## What you are asked to do
Word for word, return the lines from the start of the entries below through the line that has "std::fs::create_dir_all(&log_dir)?;".
-- Listed records follows --
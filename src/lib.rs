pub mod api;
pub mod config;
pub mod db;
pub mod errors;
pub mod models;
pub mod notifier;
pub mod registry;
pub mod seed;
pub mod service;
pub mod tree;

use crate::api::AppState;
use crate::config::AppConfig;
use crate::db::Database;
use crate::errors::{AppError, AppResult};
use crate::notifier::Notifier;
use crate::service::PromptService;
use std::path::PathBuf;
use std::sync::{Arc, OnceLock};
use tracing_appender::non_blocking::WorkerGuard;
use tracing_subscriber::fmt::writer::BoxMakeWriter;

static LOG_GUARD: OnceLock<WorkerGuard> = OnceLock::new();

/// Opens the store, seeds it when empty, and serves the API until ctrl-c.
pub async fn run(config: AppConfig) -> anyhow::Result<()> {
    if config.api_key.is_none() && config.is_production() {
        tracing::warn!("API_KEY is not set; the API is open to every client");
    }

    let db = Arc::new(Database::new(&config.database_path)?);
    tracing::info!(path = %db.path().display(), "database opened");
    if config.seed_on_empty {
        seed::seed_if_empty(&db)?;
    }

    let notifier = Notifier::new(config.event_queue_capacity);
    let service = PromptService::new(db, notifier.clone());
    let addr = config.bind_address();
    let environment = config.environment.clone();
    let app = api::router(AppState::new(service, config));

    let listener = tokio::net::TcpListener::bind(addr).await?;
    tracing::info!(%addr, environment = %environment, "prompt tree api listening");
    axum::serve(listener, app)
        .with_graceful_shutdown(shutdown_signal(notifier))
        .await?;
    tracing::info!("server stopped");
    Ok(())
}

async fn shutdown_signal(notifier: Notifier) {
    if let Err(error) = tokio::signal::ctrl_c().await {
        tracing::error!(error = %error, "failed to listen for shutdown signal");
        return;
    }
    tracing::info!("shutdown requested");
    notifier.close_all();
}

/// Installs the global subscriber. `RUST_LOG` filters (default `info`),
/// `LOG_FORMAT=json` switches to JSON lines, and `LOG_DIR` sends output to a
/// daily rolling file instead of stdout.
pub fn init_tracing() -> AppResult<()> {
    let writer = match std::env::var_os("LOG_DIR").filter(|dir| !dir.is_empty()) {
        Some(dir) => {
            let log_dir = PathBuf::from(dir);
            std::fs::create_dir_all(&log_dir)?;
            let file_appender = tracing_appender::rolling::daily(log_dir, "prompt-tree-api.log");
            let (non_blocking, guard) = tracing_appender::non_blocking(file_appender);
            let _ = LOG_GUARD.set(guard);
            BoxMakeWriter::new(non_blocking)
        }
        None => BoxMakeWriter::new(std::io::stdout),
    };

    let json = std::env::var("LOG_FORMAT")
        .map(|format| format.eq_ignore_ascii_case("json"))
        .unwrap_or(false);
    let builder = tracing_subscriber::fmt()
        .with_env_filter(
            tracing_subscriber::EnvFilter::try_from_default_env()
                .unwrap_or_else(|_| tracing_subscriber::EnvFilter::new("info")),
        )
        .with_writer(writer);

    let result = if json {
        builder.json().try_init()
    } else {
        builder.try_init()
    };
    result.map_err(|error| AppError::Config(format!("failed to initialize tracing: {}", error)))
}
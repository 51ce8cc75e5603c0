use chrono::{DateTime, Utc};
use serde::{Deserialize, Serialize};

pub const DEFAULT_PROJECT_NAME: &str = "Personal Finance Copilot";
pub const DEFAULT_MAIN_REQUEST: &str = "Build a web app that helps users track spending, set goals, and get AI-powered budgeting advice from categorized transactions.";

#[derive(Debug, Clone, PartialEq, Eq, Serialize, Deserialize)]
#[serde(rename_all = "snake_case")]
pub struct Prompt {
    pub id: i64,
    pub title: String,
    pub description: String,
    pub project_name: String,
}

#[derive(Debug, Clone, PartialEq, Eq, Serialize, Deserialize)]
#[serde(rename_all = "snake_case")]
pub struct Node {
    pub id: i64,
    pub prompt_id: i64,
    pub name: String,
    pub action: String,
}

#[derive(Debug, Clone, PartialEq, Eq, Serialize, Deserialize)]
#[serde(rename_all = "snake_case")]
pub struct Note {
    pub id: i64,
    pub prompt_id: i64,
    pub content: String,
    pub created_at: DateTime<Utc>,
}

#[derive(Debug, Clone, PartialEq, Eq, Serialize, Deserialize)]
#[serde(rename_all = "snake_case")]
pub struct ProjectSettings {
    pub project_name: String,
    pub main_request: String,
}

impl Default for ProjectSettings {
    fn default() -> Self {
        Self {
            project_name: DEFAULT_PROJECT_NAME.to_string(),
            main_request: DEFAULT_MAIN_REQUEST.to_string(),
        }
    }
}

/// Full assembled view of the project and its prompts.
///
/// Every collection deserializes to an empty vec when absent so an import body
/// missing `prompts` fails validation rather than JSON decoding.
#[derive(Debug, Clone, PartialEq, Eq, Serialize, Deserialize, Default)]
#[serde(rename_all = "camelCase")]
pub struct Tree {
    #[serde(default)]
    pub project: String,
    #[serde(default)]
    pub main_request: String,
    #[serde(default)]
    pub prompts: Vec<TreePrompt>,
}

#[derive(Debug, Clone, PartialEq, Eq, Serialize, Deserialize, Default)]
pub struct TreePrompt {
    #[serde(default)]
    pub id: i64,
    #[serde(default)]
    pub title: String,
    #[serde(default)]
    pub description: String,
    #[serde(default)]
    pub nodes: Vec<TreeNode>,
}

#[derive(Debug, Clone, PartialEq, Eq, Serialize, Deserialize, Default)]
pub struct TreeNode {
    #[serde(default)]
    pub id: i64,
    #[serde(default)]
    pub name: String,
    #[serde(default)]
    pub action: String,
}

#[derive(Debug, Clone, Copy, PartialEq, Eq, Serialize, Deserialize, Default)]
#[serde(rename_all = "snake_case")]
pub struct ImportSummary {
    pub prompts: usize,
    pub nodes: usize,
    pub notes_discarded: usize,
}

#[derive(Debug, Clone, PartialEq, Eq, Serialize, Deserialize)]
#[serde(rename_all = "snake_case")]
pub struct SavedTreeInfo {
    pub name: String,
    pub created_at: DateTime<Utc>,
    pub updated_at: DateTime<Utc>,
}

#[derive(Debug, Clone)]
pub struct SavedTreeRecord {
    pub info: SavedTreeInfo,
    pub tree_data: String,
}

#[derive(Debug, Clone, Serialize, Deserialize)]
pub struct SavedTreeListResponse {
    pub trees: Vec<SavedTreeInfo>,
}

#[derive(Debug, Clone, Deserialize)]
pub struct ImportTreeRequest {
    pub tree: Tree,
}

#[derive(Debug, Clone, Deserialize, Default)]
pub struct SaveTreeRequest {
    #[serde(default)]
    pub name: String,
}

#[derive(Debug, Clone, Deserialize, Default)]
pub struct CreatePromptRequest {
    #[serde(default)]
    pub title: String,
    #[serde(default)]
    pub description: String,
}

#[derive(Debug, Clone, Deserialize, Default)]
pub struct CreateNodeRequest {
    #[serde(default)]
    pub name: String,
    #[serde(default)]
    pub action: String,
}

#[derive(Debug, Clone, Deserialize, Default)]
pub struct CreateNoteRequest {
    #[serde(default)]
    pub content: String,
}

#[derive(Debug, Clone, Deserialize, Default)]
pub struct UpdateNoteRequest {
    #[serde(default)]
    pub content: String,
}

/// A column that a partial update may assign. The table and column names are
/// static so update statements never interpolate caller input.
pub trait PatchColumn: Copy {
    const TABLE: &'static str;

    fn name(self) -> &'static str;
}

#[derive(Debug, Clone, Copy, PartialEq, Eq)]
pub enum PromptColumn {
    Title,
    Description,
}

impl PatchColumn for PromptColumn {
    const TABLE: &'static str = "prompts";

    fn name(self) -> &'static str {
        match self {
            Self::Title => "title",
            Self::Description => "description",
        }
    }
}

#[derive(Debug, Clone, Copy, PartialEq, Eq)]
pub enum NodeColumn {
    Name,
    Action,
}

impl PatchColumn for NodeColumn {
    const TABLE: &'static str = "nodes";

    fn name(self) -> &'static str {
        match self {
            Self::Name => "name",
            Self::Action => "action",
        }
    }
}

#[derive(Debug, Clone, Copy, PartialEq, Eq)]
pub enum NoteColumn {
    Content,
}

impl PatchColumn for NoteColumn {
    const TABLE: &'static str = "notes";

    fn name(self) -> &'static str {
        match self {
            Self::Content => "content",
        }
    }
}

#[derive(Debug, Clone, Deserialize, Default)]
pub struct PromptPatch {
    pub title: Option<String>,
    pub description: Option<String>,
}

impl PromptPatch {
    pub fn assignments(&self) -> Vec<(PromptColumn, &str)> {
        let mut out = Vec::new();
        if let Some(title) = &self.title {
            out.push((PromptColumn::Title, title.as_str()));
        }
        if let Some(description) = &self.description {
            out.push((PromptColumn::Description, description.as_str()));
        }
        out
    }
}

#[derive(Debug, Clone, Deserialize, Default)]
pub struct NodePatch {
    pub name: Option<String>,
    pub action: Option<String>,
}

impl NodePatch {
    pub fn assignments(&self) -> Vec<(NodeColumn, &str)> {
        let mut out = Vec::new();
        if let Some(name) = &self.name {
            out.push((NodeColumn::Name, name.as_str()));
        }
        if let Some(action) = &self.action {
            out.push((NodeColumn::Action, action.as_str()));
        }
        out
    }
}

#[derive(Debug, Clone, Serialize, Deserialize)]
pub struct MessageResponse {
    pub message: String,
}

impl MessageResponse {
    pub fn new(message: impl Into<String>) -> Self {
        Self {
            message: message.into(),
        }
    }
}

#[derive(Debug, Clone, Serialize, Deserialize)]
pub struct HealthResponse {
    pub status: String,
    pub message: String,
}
-- Listed records concluded --
## Task result
filename src/lib.rs
pub mod api;
pub mod config;
pub mod db;
pub mod errors;
pub mod models;
pub mod notifier;
pub mod registry;
pub mod seed;
pub mod service;
pub mod tree;

use crate::api::AppState;
use crate::config::AppConfig;
use crate::db::Database;
use crate::errors::{AppError, AppResult};
use crate::notifier::Notifier;
use crate::service::PromptService;
use std::path::PathBuf;
use std::sync::{Arc, OnceLock};
use tracing_appender::non_blocking::WorkerGuard;
use tracing_subscriber::fmt::writer::BoxMakeWriter;

static LOG_GUARD: OnceLock<WorkerGuard> = OnceLock::new();

/// Opens the store, seeds it when empty, and serves the API until ctrl-c.
pub async fn run(config: AppConfig) -> anyhow::Result<()> {
    if config.api_key.is_none() && config.is_production() {
        tracing::warn!("API_KEY is not set; the API is open to every client");
    }

    let db = Arc::new(Database::new(&config.database_path)?);
    tracing::info!(path = %db.path().display(), "database opened");
    if config.seed_on_empty {
        seed::seed_if_empty(&db)?;
    }

    let notifier = Notifier::new(config.event_queue_capacity);
    let service = PromptService::new(db, notifier.clone());
    let addr = config.bind_address();
    let environment = config.environment.clone();
    let app = api::router(AppState::new(service, config));

    let listener = tokio::net::TcpListener::bind(addr).await?;
    tracing::info!(%addr, environment = %environment, "prompt tree api listening");
    axum::serve(listener, app)
        .with_graceful_shutdown(shutdown_signal(notifier))
        .await?;
    tracing::info!("server stopped");
    Ok(())
}

async fn shutdown_signal(notifier: Notifier) {
    if let Err(error) = tokio::signal::ctrl_c().await {
        tracing::error!(error = %error, "failed to listen for shutdown signal");
        return;
    }
    tracing::info!("shutdown requested");
    notifier.close_all();
}

/// Installs the global subscriber. `RUST_LOG` filters (default `info`),
/// `LOG_FORMAT=json` switches to JSON lines, and `LOG_DIR` sends output to a
/// daily rolling file instead of stdout.
pub fn init_tracing() -> AppResult<()> {
    let writer = match std::env::var_os("LOG_DIR").filter(|dir| !dir.is_empty()) {
        Some(dir) => {
            let log_dir = PathBuf::from(dir);
            std::fs::create_dir_all(&log_dir)?;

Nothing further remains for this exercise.